Up to a certain age, girls are encouraged to just be girls and have fun. But a lot of girls feel the cultural pressure when they're reaching the mid to late teenage years, that they should start becoming a bit more conservative. Only because society sort of demands it of them, that she's now coming into marriage age and should start acting like it. That sort of thing.


So for female Western travelers, that's not expected of them. And so yes, you're moving on to the coastal resorts there of Rabat and Casablanca is on the beach there and Essaouira, that yeah, you can just be on the beach and just be in your normal beach wear like anywhere in the world.
David: Maybe you can't answer this, but what's your favorite part of the country?
Darren: [laughs] Oh, yes, that question.
David: Yeah, exactly.
Darren: Yeah, it really depends on what time of the year it is. As I've said, July and August can be excruciatingly hot, so perhaps the Saharan sands aren't as exotic and alluring as what they can be at other times.

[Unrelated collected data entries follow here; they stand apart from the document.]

//! Delayed one-shot callbacks.
//!
//! `schedule` runs a callback after a delay unless the returned handle
//! is cancelled first. The callback fires at most once; cancelling
//! after expiry is a no-op, not an error. The motion adapter is the
//! main consumer (30 s cool-down).

use std::time::Duration;

use tokio::task::JoinHandle;
use tokio_util::sync::CancellationToken;

/// Handle to a pending scheduled callback.
///
/// Dropping the handle does NOT cancel the callback; call
/// [`cancel`](Self::cancel) explicitly.
#[derive(Debug)]
pub struct TimerHandle {
    cancel: CancellationToken,
    task: JoinHandle<()>,
}

impl TimerHandle {
    /// Cancel the pending callback. No-op if it already fired.
    ///
    /// Consumes the handle; a cancelled timer cannot be restarted, only
    /// re-scheduled.
    pub fn cancel(self) {
        self.cancel.cancel();
        self.task.abort();
    }

    /// Whether the timer has fired or been cancelled.
    pub fn is_finished(&self) -> bool {
        self.task.is_finished()
    }
}

/// Run `callback` after `delay` unless the handle is cancelled first.
pub fn schedule<F>(delay: Duration, callback: F) -> TimerHandle
where
    F: FnOnce() + Send + 'static,
{
    let cancel = CancellationToken::new();
    let task_cancel = cancel.clone();

    let task = tokio::spawn(async move {
        tokio::select! {
            biased;
            () = task_cancel.cancelled() => {}
            () = tokio::time::sleep(delay) => callback(),
        }
    });

    TimerHandle { cancel, task }
}
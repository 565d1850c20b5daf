use crate::domain::node::NodeId;
use serde::{Deserialize, Serialize};

/// Edge kind - structural and data-flow relationships of the SoT graph
#[derive(Debug, Clone, Copy, PartialEq, Eq, Hash, Serialize, Deserialize)]
#[serde(rename_all = "snake_case")]
pub enum EdgeKind {
    // ============ Structure ============
    Contains, // Method → Value/Call it owns

    // ============ Control Flow ============
    Calls, // Call → Method it invokes

    // ============ Data Flow ============
    Produces,     // expression/Call → Value it writes into
    AssignedFrom, // Value → node its content originates from

    // ============ Consumption ============
    UsedBy,   // Value → Call reading it
    Receiver, // Call → Value used as its receiver
    Argument, // Call → Value passed as one of its arguments

    /// Relationship types this crate does not reason about (extends, implements, ...)
    #[serde(other)]
    Other,
}

impl EdgeKind {
    pub fn as_str(&self) -> &'static str {
        match self {
            EdgeKind::Contains => "contains",
            EdgeKind::Calls => "calls",
            EdgeKind::Produces => "produces",
            EdgeKind::AssignedFrom => "assigned_from",
            EdgeKind::UsedBy => "used_by",
            EdgeKind::Receiver => "receiver",
            EdgeKind::Argument => "argument",
            EdgeKind::Other => "other",
        }
    }
}

/// A typed, directed relationship between two node ids
#[derive(Debug, Clone, PartialEq, Eq, Serialize, Deserialize)]
pub struct Edge {
    pub source: NodeId,
    pub target: NodeId,
    #[serde(rename = "type")]
    pub kind: EdgeKind,
    /// Positional/named role on `used_by`, `receiver` and `argument` edges
    #[serde(default, skip_serializing_if = "Option::is_none")]
    pub parameter: Option<String>,
}

impl Edge {
    pub fn new(source: impl Into<NodeId>, target: impl Into<NodeId>, kind: EdgeKind) -> Self {
        Self {
            source: source.into(),
            target: target.into(),
            kind,
            parameter: None,
        }
    }

    pub fn with_parameter(mut self, parameter: impl Into<String>) -> Self {
        self.parameter = Some(parameter.into());
        self
    }
}

#[cfg(test)]
mod tests {
    use super::*;

    #[test]
    fn test_edge_json_shape() {
        let edge: Edge = serde_json::from_str(
            r#"{"source":"a","target":"b","type":"assigned_from"}"#,
        )
        .unwrap();
        assert_eq!(edge.kind, EdgeKind::AssignedFrom);
        assert_eq!(edge.parameter, None);

        let edge: Edge = serde_json::from_str(
            r#"{"source":"v","target":"c","type":"used_by","parameter":"arg0"}"#,
        )
        .unwrap();
        assert_eq!(edge.kind, EdgeKind::UsedBy);
        assert_eq!(edge.parameter.as_deref(), Some("arg0"));

        let edge: Edge =
            serde_json::from_str(r#"{"source":"a","target":"b","type":"extends"}"#).unwrap();
        assert_eq!(edge.kind, EdgeKind::Other);
    }

    #[test]
    fn test_edge_serializes_type_field() {
        let json = serde_json::to_value(Edge::new("a", "b", EdgeKind::UsedBy)).unwrap();
        assert_eq!(json["type"], "used_by");
        assert!(json.get("parameter").is_none());
    }
}
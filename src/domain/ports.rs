use crate::domain::graph::SotGraph;
use anyhow::Result;

/// Graph snapshot source port (implemented by Infrastructure)
pub trait GraphSource {
    fn load(&self) -> Result<SotGraph>;
}
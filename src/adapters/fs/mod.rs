pub mod reader;

pub use reader::JsonFileGraphSource;
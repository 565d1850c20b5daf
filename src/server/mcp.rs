use crate::app::dto::*;
use crate::app::engine::AnalysisEngine;
use rmcp::{
    Json, ServerHandler, ServiceExt, handler::server::tool::ToolRouter,
    handler::server::wrapper::Parameters, model::*, tool, tool_handler, tool_router,
    transport::stdio,
};
use tokio::task::spawn_blocking;

#[derive(Clone)]
pub struct RbMcpServer {
    engine: AnalysisEngine,
    tool_router: ToolRouter<Self>,
}

impl RbMcpServer {
    pub fn new(engine: AnalysisEngine) -> Self {
        Self {
            engine,
            tool_router: Self::tool_router(),
        }
    }

    pub async fn serve_stdio(self) -> anyhow::Result<()> {
        let service = self.serve(stdio()).await?;
        service.waiting().await?;
        Ok(())
    }
}

#[tool_router]
impl RbMcpServer {
    #[tool(description = "Look up a graph node by id.")]
    async fn lookup_node(&self, params: Parameters<NodeRequest>) -> Result<Json<NodeDto>, String> {
        let id = params.0.id;
        self.engine
            .lookup_node(&id)
            .map(Json)
            .ok_or_else(|| format!("Node not found: {id}"))
    }

    #[tool(description = "List every reader of a value (receiver, argument and used_by edges).")]
    async fn consumers_of(
        &self,
        params: Parameters<NodeRequest>,
    ) -> Result<Json<ConsumersResponse>, String> {
        let engine = self.engine.clone();
        let id = params.0.id;
        spawn_blocking(move || engine.consumers_of(&id))
            .await
            .map_err(|e| format!("task join error: {e}"))?
            .map(Json)
            .map_err(|e| e.to_string())
    }

    #[tool(
        description = "Show a method's return slot, the expressions producing it and its return pattern (INLINE, LOCAL, MIXED, VOID)."
    )]
    async fn return_producers_of(
        &self,
        params: Parameters<NodeRequest>,
    ) -> Result<Json<ReturnResponse>, String> {
        let engine = self.engine.clone();
        let id = params.0.id;
        spawn_blocking(move || engine.return_producers_of(&id))
            .await
            .map_err(|e| format!("task join error: {e}"))?
            .map(Json)
            .map_err(|e| e.to_string())
    }

    #[tool(
        description = "Find locals assigned from a call result and read afterwards, grouped by callee."
    )]
    async fn find_cross_method_cases(
        &self,
        params: Parameters<CasesRequest>,
    ) -> Result<Json<CasesResponse>, String> {
        let engine = self.engine.clone();
        let limit = params.0.limit;
        spawn_blocking(move || engine.find_cross_method_cases(limit))
            .await
            .map(Json)
            .map_err(|e| format!("task join error: {e}"))
    }

    #[tool(description = "Walk a value back to the origin of its content, optionally across calls.")]
    async fn trace_value(
        &self,
        params: Parameters<TraceRequest>,
    ) -> Result<Json<TraceResponse>, String> {
        let engine = self.engine.clone();
        let req = params.0;
        spawn_blocking(move || engine.trace(&req.id, req.cross_calls))
            .await
            .map_err(|e| format!("task join error: {e}"))?
            .map(Json)
            .map_err(|e| e.to_string())
    }
}

#[tool_handler]
impl ServerHandler for RbMcpServer {
    fn get_info(&self) -> ServerInfo {
        ServerInfo {
            instructions: Some(
                "Trace value provenance, consumers and method return boundaries in a code-property graph."
                    .into(),
            ),
            capabilities: ServerCapabilities::builder().enable_tools().build(),
            ..Default::default()
        }
    }
}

But they also have the northern hemisphere winter, very much so. To be on the coast, I've been there researching a book during November and December and geez, I was cold. 24 hours a day I was cold. I just couldn't get warm. So that affects your area. I think just choose your spots. So in summertime, definitely Essaouira is right up there. It's becoming one of the spots of Europe to be for summer.
David: It's actually one of our picks for places to go in 2008.
Darren: It is, yes it is undoubtedly and it should be. At wintertime, maybe the south of Morocco, south of the Atlas mountains, south of Essaouira. You're in the Antiatlas Mountains there, the small mountain range that begins right over on the far west coast. You can get some glorious days in the northern hemisphere winter there. Some really nice clear, sunny days and some crisp, clear nights where the stars are just a blanket, a feeling of stars there.

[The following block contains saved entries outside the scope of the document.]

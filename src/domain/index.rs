use crate::domain::edge::{Edge, EdgeKind};
use crate::domain::graph::SotGraph;
use crate::domain::node::{Node, NodeId, NodeKind};
use indexmap::IndexMap;
use petgraph::graph::{DiGraph, EdgeIndex, NodeIndex};
use std::collections::HashMap;
use tracing::{debug, info};

/// Graph Index - the read-only query structure every analysis runs on.
///
/// Node and edge payloads are moved into the petgraph storage exactly once; the lookup
/// tables only hold `NodeIndex`/`EdgeIndex` handles. Per-node edge lists keep the
/// document's edge order (petgraph's own adjacency walk is newest-first, so it is
/// never used for ordered queries).
#[derive(Debug)]
pub struct GraphIndex {
    graph: DiGraph<Node, Edge>,
    id_to_node: HashMap<NodeId, NodeIndex>,
    outgoing: Vec<Vec<EdgeIndex>>,
    incoming: Vec<Vec<EdgeIndex>>,
    /// Edges with a missing endpoint, kept only for diagnostics
    dangling: Vec<Edge>,
    duplicate_nodes: usize,
}

impl GraphIndex {
    /// Single pass over nodes, single pass over edges.
    ///
    /// Duplicate node ids keep the first occurrence. Edges with a missing endpoint are
    /// set aside as dangling and left out of every traversal lookup.
    pub fn build(sot: SotGraph) -> Self {
        let SotGraph { nodes, edges } = sot;

        let mut graph: DiGraph<Node, Edge> = DiGraph::with_capacity(nodes.len(), edges.len());
        let mut id_to_node: HashMap<NodeId, NodeIndex> = HashMap::with_capacity(nodes.len());
        let mut duplicate_nodes = 0;

        for node in nodes {
            if id_to_node.contains_key(&node.id) {
                debug!(id = %node.id, "Duplicate node id, keeping first occurrence");
                duplicate_nodes += 1;
                continue;
            }
            let id = node.id.clone();
            let idx = graph.add_node(node);
            id_to_node.insert(id, idx);
        }

        let mut outgoing = vec![Vec::new(); graph.node_count()];
        let mut incoming = vec![Vec::new(); graph.node_count()];
        let mut dangling = Vec::new();

        for edge in edges {
            let (Some(&source), Some(&target)) =
                (id_to_node.get(&edge.source), id_to_node.get(&edge.target))
            else {
                debug!(
                    source = %edge.source,
                    target = %edge.target,
                    kind = edge.kind.as_str(),
                    "Skipping dangling edge"
                );
                dangling.push(edge);
                continue;
            };
            let e = graph.add_edge(source, target, edge);
            outgoing[source.index()].push(e);
            incoming[target.index()].push(e);
        }

        info!(
            nodes = graph.node_count(),
            edges = graph.edge_count(),
            dangling_edges = dangling.len(),
            duplicate_nodes,
            "Built graph index"
        );

        Self {
            graph,
            id_to_node,
            outgoing,
            incoming,
            dangling,
            duplicate_nodes,
        }
    }

    pub fn node(&self, id: &str) -> Option<&Node> {
        self.id_to_node.get(id).map(|&idx| &self.graph[idx])
    }

    /// All nodes in document order
    pub fn nodes(&self) -> impl Iterator<Item = &Node> {
        self.graph.raw_nodes().iter().map(|n| &n.weight)
    }

    /// All indexed (non-dangling) edges in document order
    pub fn edges(&self) -> impl Iterator<Item = &Edge> {
        self.graph.raw_edges().iter().map(|e| &e.weight)
    }

    /// Edges whose source is `id`, in document order. Unknown ids yield nothing.
    pub fn outgoing<'a>(&'a self, id: &str) -> impl Iterator<Item = &'a Edge> + use<'a> {
        self.edge_list(&self.outgoing, id)
            .iter()
            .map(move |&e| &self.graph[e])
    }

    /// Edges whose target is `id`, in document order. Unknown ids yield nothing.
    pub fn incoming<'a>(&'a self, id: &str) -> impl Iterator<Item = &'a Edge> + use<'a> {
        self.edge_list(&self.incoming, id)
            .iter()
            .map(move |&e| &self.graph[e])
    }

    pub fn outgoing_of_kind<'a>(
        &'a self,
        id: &str,
        kind: EdgeKind,
    ) -> impl Iterator<Item = &'a Edge> + use<'a> {
        self.outgoing(id).filter(move |e| e.kind == kind)
    }

    pub fn incoming_of_kind<'a>(
        &'a self,
        id: &str,
        kind: EdgeKind,
    ) -> impl Iterator<Item = &'a Edge> + use<'a> {
        self.incoming(id).filter(move |e| e.kind == kind)
    }

    fn edge_list<'a>(&self, lists: &'a [Vec<EdgeIndex>], id: &str) -> &'a [EdgeIndex] {
        self.id_to_node
            .get(id)
            .map(|idx| lists[idx.index()].as_slice())
            .unwrap_or(&[])
    }

    pub fn node_count(&self) -> usize {
        self.graph.node_count()
    }

    pub fn edge_count(&self) -> usize {
        self.graph.edge_count()
    }

    pub fn dangling_edge_count(&self) -> usize {
        self.dangling.len()
    }

    /// Dangling edges touching `id` on either end, in document order
    pub fn dangling_edges_of<'a>(&'a self, id: &'a str) -> impl Iterator<Item = &'a Edge> {
        self.dangling
            .iter()
            .filter(move |e| e.source == id || e.target == id)
    }

    pub fn duplicate_node_count(&self) -> usize {
        self.duplicate_nodes
    }

    /// Indexed edges per type, in order of first appearance
    pub fn edge_kind_counts(&self) -> IndexMap<EdgeKind, usize> {
        let mut counts = IndexMap::new();
        for edge in self.edges() {
            *counts.entry(edge.kind).or_insert(0) += 1;
        }
        counts
    }

    /// Nodes per kind, in order of first appearance
    pub fn node_kind_counts(&self) -> IndexMap<NodeKind, usize> {
        let mut counts = IndexMap::new();
        for node in self.nodes() {
            *counts.entry(node.kind).or_insert(0) += 1;
        }
        counts
    }
}
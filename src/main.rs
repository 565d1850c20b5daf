use anyhow::Result;
use clap::{Parser, Subcommand};
use return_boundary::adapters::manifest::{DEFAULT_COUNT, DEFAULT_SEED, DEFAULT_SOT_ID};
use return_boundary::app::engine::AnalysisEngine;
use return_boundary::cli;
use return_boundary::server::{http, mcp::RbMcpServer};
use std::net::SocketAddr;
use std::path::PathBuf;
use tracing_subscriber::{EnvFilter, layer::SubscriberExt, util::SubscriberInitExt};

#[derive(Parser)]
#[command(name = "rbtool")]
#[command(about = "Trace value provenance and return boundaries in a code-property graph", long_about = None)]
struct Cli {
    /// Path to the graph JSON document
    graph: PathBuf,

    /// Enable debug logging
    #[arg(short, long, global = true)]
    verbose: bool,

    #[command(subcommand)]
    command: Commands,
}

#[derive(Subcommand)]
enum Commands {
    /// Print node/edge counts per kind
    Summary,

    /// Print a single node as JSON
    Node { id: String },

    /// List every reader of a value
    Consumers { value: String },

    /// Show a method's return slot and its producers
    Returns { method: String },

    /// Classify a method's return pattern
    Classify { method: String },

    /// Find locals assigned from call results whose callee is tracked
    Cases {
        /// Maximum number of callee groups to print
        #[arg(long)]
        limit: Option<usize>,

        /// Output as JSON instead of formatted text
        #[arg(long)]
        json: bool,
    },

    /// Walk a value back to the origin of its content
    Trace { value: String },

    /// Dump a node with its incoming and outgoing edges
    Inspect { id: String },

    /// List methods without a return value that are still called
    VoidMethods,

    /// Generate a seeded regression-case manifest
    Manifest {
        #[arg(long, default_value_t = DEFAULT_SEED)]
        seed: u64,

        /// Symbols sampled per kind
        #[arg(long, default_value_t = DEFAULT_COUNT)]
        count: usize,

        #[arg(long, default_value = DEFAULT_SOT_ID)]
        sot_id: String,

        /// Write to this file instead of stdout
        #[arg(short, long)]
        output: Option<PathBuf>,
    },

    /// Serve the query API over HTTP
    Serve {
        #[arg(short, long, default_value_t = 8118)]
        port: u16,
    },

    /// Serve the query API as MCP tools over stdio
    Mcp,
}

#[tokio::main]
async fn main() -> Result<()> {
    let cli = Cli::parse();

    let filter = if cli.verbose {
        EnvFilter::new("debug")
    } else {
        EnvFilter::try_from_default_env().unwrap_or_else(|_| EnvFilter::new("info"))
    };
    tracing_subscriber::registry()
        .with(
            tracing_subscriber::fmt::layer()
                .with_writer(std::io::stderr)
                .with_target(false),
        )
        .with(filter)
        .init();

    let engine = AnalysisEngine::load_from_json(&cli.graph)?;

    match cli.command {
        Commands::Summary => cli::display_summary(&engine),
        Commands::Node { id } => cli::display_node(&engine, &id),
        Commands::Consumers { value } => cli::display_consumers(&engine, &value),
        Commands::Returns { method } => cli::display_returns(&engine, &method),
        Commands::Classify { method } => cli::display_classification(&engine, &method),
        Commands::Cases { limit, json } => cli::display_cases(&engine, limit, json),
        Commands::Trace { value } => cli::display_trace(&engine, &value),
        Commands::Inspect { id } => cli::display_inspect(&engine, &id),
        Commands::VoidMethods => cli::display_void_methods(&engine),
        Commands::Manifest {
            seed,
            count,
            sot_id,
            output,
        } => cli::write_manifest(&engine, seed, count, &sot_id, output.as_deref()),
        Commands::Serve { port } => {
            let addr = SocketAddr::from(([127, 0, 0, 1], port));
            tracing::info!("Listening on http://{addr}");
            http::serve(engine, addr).await
        }
        Commands::Mcp => RbMcpServer::new(engine).serve_stdio().await,
    }
}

And also up into the mountains. You can ski. You can snow ski in Morocco. There's a resort called Oukaimeden, again only about an hour's drive out of Marrakech, with ski lifts and ski chains and everything. What better bragging rights than to say that you've skied in Africa?
David: I think that would surprise people to realize that. There's sort of this general perception of Africa as hot and dry. Which is true for some parts, but not the entire continent.
Darren: It's fantastic. Moroccans are known for their entrepreneurship, that's for sure. A lot of Moroccans are aware of tourism and what they can get out of it. And the new king, King Mohamed the Sixth has actually pinpointed tourism as one of the major areas that can uplift his country.

We're talking about a very, very literate country. The education level is very high, but the employment level is very low. You've got a lot of teenagers and twenty somethings just hanging around with nothing to do or working as writers in coffee shops, that sort of thing.

But I was talking about the skiing and the ski resorts. Let's not get ourselves clouded and start thinking about the French Alps or the Canadian Rockies or anything like that. It's a working ski resort, but in true entrepreneurial spirit, you'll have all sorts of second hand ski boots and ski gear.

You'll have to haggle over the price of how much to pay. And if the lift's not working or if you want to go up some other slope, there will be a gentleman there in his hooded jellaba and his pointy Moroccan slippers, with his ever-faithful donkey to carry the goods up to the top there for you. At a reasonable and agreed to and bartered price, of course.
David: Right. That's a good point you bring up there, too. It would be an agreed upon price. I think that haggling is a tradition in the country. How does one navigate a souk and how do you... what are the formalities for haggling.
Darren: Yes, it's generally quite foreign to westerners, isn't it? And quite uncomfortable for a lot of people. Some people are actually put off by it, thinking, look I just wish they would tell me the price that they want and put a price tag on it almost. And it does get a few people down.


I've mentioned it in the book, especially a lot of the major cities, but some of the smaller towns as well. There is a chain of government controlled artisanal centers called the Centre Artisanal. And let alone just a great place to go look at crafts and arts and crafts being made. The artisans, a lot of artisans, are trained there so you can walk through there. The showroom at the front and the back and see the crafts being made.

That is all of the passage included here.